= Task description =
Collect all lines from the listing that include the string "match".

= Data extract =
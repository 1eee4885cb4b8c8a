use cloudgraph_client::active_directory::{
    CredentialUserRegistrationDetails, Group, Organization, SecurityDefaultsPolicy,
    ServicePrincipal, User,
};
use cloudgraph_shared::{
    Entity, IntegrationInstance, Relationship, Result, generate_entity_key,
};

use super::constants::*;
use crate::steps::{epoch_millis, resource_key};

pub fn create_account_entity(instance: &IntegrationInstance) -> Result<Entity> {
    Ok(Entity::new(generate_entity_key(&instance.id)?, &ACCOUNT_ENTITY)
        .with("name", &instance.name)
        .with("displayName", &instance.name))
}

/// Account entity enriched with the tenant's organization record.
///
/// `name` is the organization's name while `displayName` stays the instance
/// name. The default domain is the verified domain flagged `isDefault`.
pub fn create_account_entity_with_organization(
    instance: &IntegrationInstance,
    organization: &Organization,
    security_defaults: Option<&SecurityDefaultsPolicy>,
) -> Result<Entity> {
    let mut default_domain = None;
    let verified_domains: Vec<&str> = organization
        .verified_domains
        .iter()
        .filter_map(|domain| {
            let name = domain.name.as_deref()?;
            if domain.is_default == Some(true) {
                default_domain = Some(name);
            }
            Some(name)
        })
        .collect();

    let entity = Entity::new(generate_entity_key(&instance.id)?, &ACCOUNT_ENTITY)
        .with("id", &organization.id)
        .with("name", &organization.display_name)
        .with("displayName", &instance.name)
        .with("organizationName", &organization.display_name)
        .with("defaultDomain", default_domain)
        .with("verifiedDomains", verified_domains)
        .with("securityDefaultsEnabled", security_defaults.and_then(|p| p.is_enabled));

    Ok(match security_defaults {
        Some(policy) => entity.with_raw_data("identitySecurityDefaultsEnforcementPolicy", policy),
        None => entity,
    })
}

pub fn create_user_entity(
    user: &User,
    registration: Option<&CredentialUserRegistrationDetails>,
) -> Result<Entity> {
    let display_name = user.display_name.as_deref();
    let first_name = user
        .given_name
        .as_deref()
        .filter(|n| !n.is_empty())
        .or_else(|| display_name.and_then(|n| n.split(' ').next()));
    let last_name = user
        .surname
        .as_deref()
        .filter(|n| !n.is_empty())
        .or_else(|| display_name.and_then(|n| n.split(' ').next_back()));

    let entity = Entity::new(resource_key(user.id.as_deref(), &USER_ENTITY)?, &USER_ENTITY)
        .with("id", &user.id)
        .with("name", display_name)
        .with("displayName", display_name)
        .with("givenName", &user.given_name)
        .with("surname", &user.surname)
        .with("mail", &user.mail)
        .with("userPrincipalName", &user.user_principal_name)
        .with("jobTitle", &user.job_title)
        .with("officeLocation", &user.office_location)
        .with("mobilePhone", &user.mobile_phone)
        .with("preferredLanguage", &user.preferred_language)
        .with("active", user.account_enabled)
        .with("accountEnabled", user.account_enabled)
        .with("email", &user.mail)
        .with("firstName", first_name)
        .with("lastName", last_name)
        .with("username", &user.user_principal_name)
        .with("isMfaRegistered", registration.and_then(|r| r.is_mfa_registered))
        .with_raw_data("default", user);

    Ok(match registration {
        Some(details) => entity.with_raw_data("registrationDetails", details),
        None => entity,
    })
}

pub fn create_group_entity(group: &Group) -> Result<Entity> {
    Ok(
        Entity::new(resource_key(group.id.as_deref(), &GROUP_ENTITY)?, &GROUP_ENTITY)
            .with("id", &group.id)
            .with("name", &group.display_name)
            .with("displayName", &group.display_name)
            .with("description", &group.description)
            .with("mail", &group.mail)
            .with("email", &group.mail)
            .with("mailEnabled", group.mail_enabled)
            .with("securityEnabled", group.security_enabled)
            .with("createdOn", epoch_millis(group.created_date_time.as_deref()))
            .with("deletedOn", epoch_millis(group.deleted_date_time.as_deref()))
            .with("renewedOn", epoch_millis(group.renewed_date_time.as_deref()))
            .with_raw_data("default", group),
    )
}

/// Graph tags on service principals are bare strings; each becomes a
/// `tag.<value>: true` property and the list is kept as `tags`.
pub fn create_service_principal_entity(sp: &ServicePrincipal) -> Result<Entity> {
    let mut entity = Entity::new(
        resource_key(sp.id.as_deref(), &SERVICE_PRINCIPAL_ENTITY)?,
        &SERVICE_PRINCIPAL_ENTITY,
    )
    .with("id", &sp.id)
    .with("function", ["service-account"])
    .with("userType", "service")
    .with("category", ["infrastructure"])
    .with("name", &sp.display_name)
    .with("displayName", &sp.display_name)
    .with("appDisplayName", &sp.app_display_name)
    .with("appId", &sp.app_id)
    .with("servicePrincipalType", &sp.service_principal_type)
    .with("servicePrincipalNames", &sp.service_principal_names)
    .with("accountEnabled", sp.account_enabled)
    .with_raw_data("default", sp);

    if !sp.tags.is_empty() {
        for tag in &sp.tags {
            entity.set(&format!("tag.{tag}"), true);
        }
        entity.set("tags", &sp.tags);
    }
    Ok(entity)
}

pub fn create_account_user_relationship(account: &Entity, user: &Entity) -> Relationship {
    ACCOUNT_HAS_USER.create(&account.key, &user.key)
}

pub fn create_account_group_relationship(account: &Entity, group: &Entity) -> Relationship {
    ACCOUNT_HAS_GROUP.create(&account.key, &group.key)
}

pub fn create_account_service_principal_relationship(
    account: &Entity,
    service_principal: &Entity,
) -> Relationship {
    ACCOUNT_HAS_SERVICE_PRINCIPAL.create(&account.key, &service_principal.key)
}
---
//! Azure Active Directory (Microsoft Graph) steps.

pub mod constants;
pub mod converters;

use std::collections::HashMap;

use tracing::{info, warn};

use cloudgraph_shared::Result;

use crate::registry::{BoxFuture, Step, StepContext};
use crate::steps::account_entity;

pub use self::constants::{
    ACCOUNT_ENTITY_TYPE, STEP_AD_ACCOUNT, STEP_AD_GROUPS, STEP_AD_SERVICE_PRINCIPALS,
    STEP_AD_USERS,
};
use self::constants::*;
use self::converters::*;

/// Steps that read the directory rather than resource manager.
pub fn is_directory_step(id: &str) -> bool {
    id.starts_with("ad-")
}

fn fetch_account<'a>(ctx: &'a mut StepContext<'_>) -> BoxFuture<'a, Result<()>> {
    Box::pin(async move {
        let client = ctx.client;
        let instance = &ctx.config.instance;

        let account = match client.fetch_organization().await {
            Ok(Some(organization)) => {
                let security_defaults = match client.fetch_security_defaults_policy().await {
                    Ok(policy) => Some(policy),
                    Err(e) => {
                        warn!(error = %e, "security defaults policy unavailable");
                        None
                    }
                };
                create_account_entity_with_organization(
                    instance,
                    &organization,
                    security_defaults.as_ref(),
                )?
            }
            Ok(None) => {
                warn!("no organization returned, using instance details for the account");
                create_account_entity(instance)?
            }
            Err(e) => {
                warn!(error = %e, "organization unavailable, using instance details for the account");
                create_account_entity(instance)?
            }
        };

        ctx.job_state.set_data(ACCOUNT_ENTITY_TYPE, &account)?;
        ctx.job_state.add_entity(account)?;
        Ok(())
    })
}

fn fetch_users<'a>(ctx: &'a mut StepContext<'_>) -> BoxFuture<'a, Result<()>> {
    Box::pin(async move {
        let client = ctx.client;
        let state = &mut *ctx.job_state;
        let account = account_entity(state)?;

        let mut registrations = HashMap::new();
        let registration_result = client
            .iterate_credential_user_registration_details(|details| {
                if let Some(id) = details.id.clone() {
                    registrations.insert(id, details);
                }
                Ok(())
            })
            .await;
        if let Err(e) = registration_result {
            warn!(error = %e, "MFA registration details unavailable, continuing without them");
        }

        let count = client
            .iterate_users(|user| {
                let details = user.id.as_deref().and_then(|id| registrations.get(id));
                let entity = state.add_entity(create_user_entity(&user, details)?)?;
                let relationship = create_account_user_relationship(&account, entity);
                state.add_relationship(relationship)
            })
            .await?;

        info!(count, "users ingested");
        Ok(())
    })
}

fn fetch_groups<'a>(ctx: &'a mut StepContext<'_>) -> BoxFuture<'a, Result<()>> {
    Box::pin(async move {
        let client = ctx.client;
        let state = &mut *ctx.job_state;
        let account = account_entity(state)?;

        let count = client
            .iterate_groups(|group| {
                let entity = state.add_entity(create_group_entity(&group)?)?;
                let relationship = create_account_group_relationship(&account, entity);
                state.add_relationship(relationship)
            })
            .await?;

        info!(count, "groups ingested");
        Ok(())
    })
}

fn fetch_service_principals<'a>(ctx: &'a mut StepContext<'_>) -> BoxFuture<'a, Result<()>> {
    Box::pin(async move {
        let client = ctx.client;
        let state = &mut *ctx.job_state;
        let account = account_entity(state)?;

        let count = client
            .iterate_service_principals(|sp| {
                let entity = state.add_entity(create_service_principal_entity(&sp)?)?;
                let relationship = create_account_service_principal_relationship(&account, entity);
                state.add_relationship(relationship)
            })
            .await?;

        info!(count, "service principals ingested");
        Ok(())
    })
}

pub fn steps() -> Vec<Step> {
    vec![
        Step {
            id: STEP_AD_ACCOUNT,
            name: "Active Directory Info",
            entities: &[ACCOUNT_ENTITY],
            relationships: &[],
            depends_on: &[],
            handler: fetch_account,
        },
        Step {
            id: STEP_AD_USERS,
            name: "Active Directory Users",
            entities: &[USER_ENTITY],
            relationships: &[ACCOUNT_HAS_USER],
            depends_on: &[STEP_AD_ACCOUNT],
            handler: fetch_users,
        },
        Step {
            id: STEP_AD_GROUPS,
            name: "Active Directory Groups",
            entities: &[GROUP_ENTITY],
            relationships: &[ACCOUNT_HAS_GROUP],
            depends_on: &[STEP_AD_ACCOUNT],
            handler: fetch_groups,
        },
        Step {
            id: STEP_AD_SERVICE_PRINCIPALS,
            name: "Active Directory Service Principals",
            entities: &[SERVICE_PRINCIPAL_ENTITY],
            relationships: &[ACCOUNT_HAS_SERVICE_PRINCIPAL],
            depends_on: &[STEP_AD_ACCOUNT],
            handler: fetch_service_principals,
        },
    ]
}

= Solution to this task =
    Ok(match security_defaults {
    Ok(match registration {
        let account = match client.fetch_organization().await {
                let security_defaults = match client.fetch_security_defaults_policy().await {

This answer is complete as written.